Comment by binwiederhier
2 years ago
I'm a software engineer, and I more or less stopped asking ChatGPT for stuff that isn't mainstream. It just hallucinates answers and invents config file options or language constructs. Google will maybe not find it, or give you an occasional outdated result, but it rarely happens that it just finds stuff that's flat out wrong (in technology at least).
For mainstream stuff on the other hand ChatGPT is great. And I'm sure that Gemini will be even better.

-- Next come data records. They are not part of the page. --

use super::ChatLog;
use super::ChatSession;
use super::FollowUp;
use super::TranscriptItem;
use super::DEFAULT_CHAT_TITLE;
use crate::domain::models::Message;
use crate::domain::models::Sender;

fn text_item(text: &str) -> TranscriptItem {
    return TranscriptItem::Message(Message::new(Sender::User, text));
}

#[test]
fn it_creates_unique_ids() {
    let first = ChatSession::create_id();
    let second = ChatSession::create_id();
    assert_ne!(first, second);
}

#[test]
fn it_starts_with_a_default_chat() {
    let log = ChatLog::default();
    assert_eq!(log.current().title, DEFAULT_CHAT_TITLE);
    assert!(log.current().items().is_empty());
    assert_eq!(log.entries().len(), 1);
}

#[test]
fn it_appends_to_the_current_chat() {
    let mut log = ChatLog::default();
    log.append(text_item("Explain slide 3"));
    log.append(TranscriptItem::FollowUps(vec![FollowUp::GenerateQuiz]));

    assert_eq!(log.current().items().len(), 2);
    assert_eq!(log.current().items()[0], text_item("Explain slide 3"));
}

#[test]
fn it_appends_to_a_chat_that_is_not_visible() {
    let mut log = ChatLog::default();
    let first_id = log.current_id();
    log.start_new();

    assert!(log.append_to(&first_id, text_item("late reply")));
    assert!(!log.append_to("missing", text_item("dropped")));
    assert!(log.current().items().is_empty());
    assert_eq!(log.get(&first_id).unwrap().items().len(), 1);
}

#[test]
fn it_switches_between_chats() {
    let mut log = ChatLog::default();
    let first_id = log.current_id();
    log.append(text_item("first"));
    let second_id = log.start_new().id.to_string();

    assert_eq!(log.current_id(), second_id);
    assert_eq!(log.switch(&first_id).unwrap().items().len(), 1);
    assert_eq!(log.current_id(), first_id);
    assert!(log.switch("missing").is_none());
    assert_eq!(log.current_id(), first_id);
}

#[test]
fn it_renames_only_default_titles() {
    let mut log = ChatLog::default();
    let id = log.current_id();

    assert!(log.rename_if_default(&id, "Deck: Lecture3"));
    assert!(!log.rename_if_default(&id, "Deck: Lecture4"));
    assert_eq!(log.current().title, "Deck: Lecture3");
}

#[test]
fn it_lists_chats_with_content_and_the_current_one() {
    let mut log = ChatLog::default();
    log.append(text_item("kept"));
    log.start_new();
    log.start_new();

    let entries = log.entries();
    assert_eq!(entries.len(), 2);
    assert_eq!(entries[1].id, log.current_id());
}

#[test]
fn it_labels_follow_ups() {
    assert_eq!(FollowUp::GenerateQuiz.to_string(), "Generate Quiz");
    assert_eq!(FollowUp::GenerateAssignment.to_string(), "Generate Assignment");
}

The important thing is that with Web Search as a user you can learn to adapt to varying information quality. I have a higher trust for Wikipedia.org than I do for SEO-R-US.com, and Google gives me these options.
With a chatbot that's largely impossible, or at least impractical. I don't know where it's getting anything from - maybe it trained on a shitty Reddit post that's 100% wrong, but I have no way to tell.
There has been some work (see: Bard, Bing) where the LLM attempts to cite its sources, but even then that's of limited use. If I get a paragraph of text as an answer, is the expectation really that I crawl through each substring to determine their individual provenances and trustworthiness?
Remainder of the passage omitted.